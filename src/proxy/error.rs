//! HTTP mapping of proxy errors

use crate::error::ChatBridgeError;
use axum::http::{header, HeaderValue, StatusCode};
use axum::response::{IntoResponse, Response};
use axum::Json;
use serde_json::json;

/// Error returned from proxy handlers
///
/// Wraps the crate error so handlers can use `?` on anything that
/// converts into `anyhow::Error`; the status code is chosen from the
/// underlying [`ChatBridgeError`] variant.
#[derive(Debug)]
pub struct ApiError(anyhow::Error);

impl<E> From<E> for ApiError
where
    E: Into<anyhow::Error>,
{
    fn from(err: E) -> Self {
        Self(err.into())
    }
}

impl ApiError {
    /// The HTTP status this error maps to
    pub fn status(&self) -> StatusCode {
        match self.0.downcast_ref::<ChatBridgeError>() {
            Some(ChatBridgeError::Validation(_)) | Some(ChatBridgeError::InvalidRequest(_)) => {
                StatusCode::BAD_REQUEST
            }
            Some(ChatBridgeError::RateLimitExceeded { .. }) => StatusCode::TOO_MANY_REQUESTS,
            Some(ChatBridgeError::Provider { .. }) | Some(ChatBridgeError::Http(_)) => {
                StatusCode::BAD_GATEWAY
            }
            _ => StatusCode::INTERNAL_SERVER_ERROR,
        }
    }
}

impl IntoResponse for ApiError {
    fn into_response(self) -> Response {
        let status = self.status();

        let (body, retry_after) = match self.0.downcast_ref::<ChatBridgeError>() {
            Some(ChatBridgeError::Validation(details)) => (
                json!({ "error": "Validation failed", "details": details }),
                None,
            ),
            Some(ChatBridgeError::InvalidRequest(message)) => (json!({ "error": message }), None),
            Some(ChatBridgeError::RateLimitExceeded {
                remaining,
                reset_after_secs,
                ..
            }) => (
                json!({
                    "error": "Rate limit exceeded. Try again in a few minutes.",
                    "remaining": remaining,
                    "reset_after_seconds": reset_after_secs,
                }),
                Some(*reset_after_secs),
            ),
            Some(ChatBridgeError::MissingCredentials(provider)) => (
                json!({
                    "error": format!(
                        "API key for {} is not configured on the server. Check the environment variables.",
                        provider
                    )
                }),
                None,
            ),
            Some(ChatBridgeError::Provider { message, .. }) => {
                (json!({ "error": message }), None)
            }
            _ => {
                tracing::error!("Unhandled proxy error: {:#}", self.0);
                (json!({ "error": self.0.to_string() }), None)
            }
        };

        let mut response = (status, Json(body)).into_response();
        if let Some(secs) = retry_after {
            if let Ok(value) = HeaderValue::from_str(&secs.to_string()) {
                response.headers_mut().insert(header::RETRY_AFTER, value);
            }
        }
        response
    }
}
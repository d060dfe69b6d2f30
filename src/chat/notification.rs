//! User-facing notifications emitted by the chat store
//!
//! Store operations never return errors to the UI layer. Anything the user
//! should know about (evicted chats, trimmed history, failed saves) is
//! reported through a [`Notifier`].

use std::sync::{Arc, Mutex};

/// Severity of a notification
#[derive(Debug, Clone, Copy, PartialEq, Eq)]
pub enum NotificationLevel {
    Info,
    Warning,
    Error,
}

/// A message for the user
#[derive(Debug, Clone, PartialEq, Eq)]
pub struct Notification {
    pub level: NotificationLevel,
    pub message: String,
}

impl Notification {
    pub fn info(message: impl Into<String>) -> Self {
        Self {
            level: NotificationLevel::Info,
            message: message.into(),
        }
    }

    pub fn warning(message: impl Into<String>) -> Self {
        Self {
            level: NotificationLevel::Warning,
            message: message.into(),
        }
    }

    pub fn error(message: impl Into<String>) -> Self {
        Self {
            level: NotificationLevel::Error,
            message: message.into(),
        }
    }
}

/// Sink for user-facing notifications
pub trait Notifier: Send + Sync {
    fn notify(&self, notification: Notification);
}

/// Forwards notifications to the tracing subscriber
#[derive(Debug, Default, Clone, Copy)]
pub struct TracingNotifier;

impl Notifier for TracingNotifier {
    fn notify(&self, notification: Notification) {
        match notification.level {
            NotificationLevel::Info => tracing::info!("{}", notification.message),
            NotificationLevel::Warning => tracing::warn!("{}", notification.message),
            NotificationLevel::Error => tracing::error!("{}", notification.message),
        }
    }
}

/// Keeps every notification so callers can render or assert on them later
///
/// Clones share the same buffer.
#[derive(Debug, Default, Clone)]
pub struct CollectingNotifier {
    received: Arc<Mutex<Vec<Notification>>>,
}

impl CollectingNotifier {
    pub fn new() -> Self {
        Self::default()
    }

    /// Snapshot of everything received so far
    pub fn notifications(&self) -> Vec<Notification> {
        self.received
            .lock()
            .map(|received| received.clone())
            .unwrap_or_default()
    }

    /// Remove and return everything received so far
    pub fn drain(&self) -> Vec<Notification> {
        self.received
            .lock()
            .map(|mut received| std::mem::take(&mut *received))
            .unwrap_or_default()
    }
}

impl Notifier for CollectingNotifier {
    fn notify(&self, notification: Notification) {
        tracing::debug!(level = ?notification.level, "{}", notification.message);
        if let Ok(mut received) = self.received.lock() {
            received.push(notification);
        }
    }
}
§ §
● **PROMPT**
The whole listing should be transcribed word for word.

● **SOLUTION FOR THIS PROBLEM**
filename src/proxy/error.rs
//! HTTP mapping of proxy errors

use crate::error::ChatBridgeError;
use axum::http::{header, HeaderValue, StatusCode};
use axum::response::{IntoResponse, Response};
use axum::Json;
use serde_json::json;

/// Error returned from proxy handlers
///
/// Wraps the crate error so handlers can use `?` on anything that
/// converts into `anyhow::Error`; the status code is chosen from the
/// underlying [`ChatBridgeError`] variant.
#[derive(Debug)]
pub struct ApiError(anyhow::Error);

impl<E> From<E> for ApiError
where
    E: Into<anyhow::Error>,
{
    fn from(err: E) -> Self {
        Self(err.into())
    }
}

impl ApiError {
    /// The HTTP status this error maps to
    pub fn status(&self) -> StatusCode {
        match self.0.downcast_ref::<ChatBridgeError>() {
            Some(ChatBridgeError::Validation(_)) | Some(ChatBridgeError::InvalidRequest(_)) => {
                StatusCode::BAD_REQUEST
            }
            Some(ChatBridgeError::RateLimitExceeded { .. }) => StatusCode::TOO_MANY_REQUESTS,
            Some(ChatBridgeError::Provider { .. }) | Some(ChatBridgeError::Http(_)) => {
                StatusCode::BAD_GATEWAY
            }
            _ => StatusCode::INTERNAL_SERVER_ERROR,
        }
    }
}

impl IntoResponse for ApiError {
    fn into_response(self) -> Response {
        let status = self.status();

        let (body, retry_after) = match self.0.downcast_ref::<ChatBridgeError>() {
            Some(ChatBridgeError::Validation(details)) => (
                json!({ "error": "Validation failed", "details": details }),
                None,
            ),
            Some(ChatBridgeError::InvalidRequest(message)) => (json!({ "error": message }), None),
            Some(ChatBridgeError::RateLimitExceeded {
                remaining,
                reset_after_secs,
                ..
            }) => (
                json!({
                    "error": "Rate limit exceeded. Try again in a few minutes.",
                    "remaining": remaining,
                    "reset_after_seconds": reset_after_secs,
                }),
                Some(*reset_after_secs),
            ),
            Some(ChatBridgeError::MissingCredentials(provider)) => (
                json!({
                    "error": format!(
                        "API key for {} is not configured on the server. Check the environment variables.",
                        provider
                    )
                }),
                None,
            ),
            Some(ChatBridgeError::Provider { message, .. }) => {
                (json!({ "error": message }), None)
            }
            _ => {
                tracing::error!("Unhandled proxy error: {:#}", self.0);
                (json!({ "error": self.0.to_string() }), None)
            }
        };

        let mut response = (status, Json(body)).into_response();
        if let Some(secs) = retry_after {
            if let Ok(value) = HeaderValue::from_str(&secs.to_string()) {
                response.headers_mut().insert(header::RETRY_AFTER, value);
            }
        }
        response
    }
}
repository d060dfe69b6d2f30
filename src/chat/notification.rs
//! User-facing notifications emitted by the chat store
//!
//! Store operations never return errors to the UI layer. Anything the user
//! should know about (evicted chats, trimmed history, failed saves) is
//! reported through a [`Notifier`].

use std::sync::{Arc, Mutex};

/// Severity of a notification
#[derive(Debug, Clone, Copy, PartialEq, Eq)]
pub enum NotificationLevel {
    Info,
    Warning,
    Error,
}

/// A message for the user
#[derive(Debug, Clone, PartialEq, Eq)]
pub struct Notification {
    pub level: NotificationLevel,
    pub message: String,
}

impl Notification {
    pub fn info(message: impl Into<String>) -> Self {
        Self {
            level: NotificationLevel::Info,
            message: message.into(),
        }
    }

    pub fn warning(message: impl Into<String>) -> Self {
        Self {
            level: NotificationLevel::Warning,
            message: message.into(),
        }
    }

    pub fn error(message: impl Into<String>) -> Self {
        Self {
            level: NotificationLevel::Error,
            message: message.into(),
        }
    }
}

/// Sink for user-facing notifications
pub trait Notifier: Send + Sync {
    fn notify(&self, notification: Notification);
}

/// Forwards notifications to the tracing subscriber
#[derive(Debug, Default, Clone, Copy)]
pub struct TracingNotifier;

impl Notifier for TracingNotifier {
    fn notify(&self, notification: Notification) {
        match notification.level {
            NotificationLevel::Info => tracing::info!("{}", notification.message),
            NotificationLevel::Warning => tracing::warn!("{}", notification.message),
            NotificationLevel::Error => tracing::error!("{}", notification.message),
        }
    }
}

/// Keeps every notification so callers can render or assert on them later
///
/// Clones share the same buffer.
#[derive(Debug, Default, Clone)]
pub struct CollectingNotifier {
    received: Arc<Mutex<Vec<Notification>>>,
}

impl CollectingNotifier {
    pub fn new() -> Self {
        Self::default()
    }

    /// Snapshot of everything received so far
    pub fn notifications(&self) -> Vec<Notification> {
        self.received
            .lock()
            .map(|received| received.clone())
            .unwrap_or_default()
    }

    /// Remove and return everything received so far
    pub fn drain(&self) -> Vec<Notification> {
        self.received
            .lock()
            .map(|mut received| std::mem::take(&mut *received))
            .unwrap_or_default()
    }
}

impl Notifier for CollectingNotifier {
    fn notify(&self, notification: Notification) {
        tracing::debug!(level = ?notification.level, "{}", notification.message);
        if let Ok(mut received) = self.received.lock() {
            received.push(notification);
        }
    }
}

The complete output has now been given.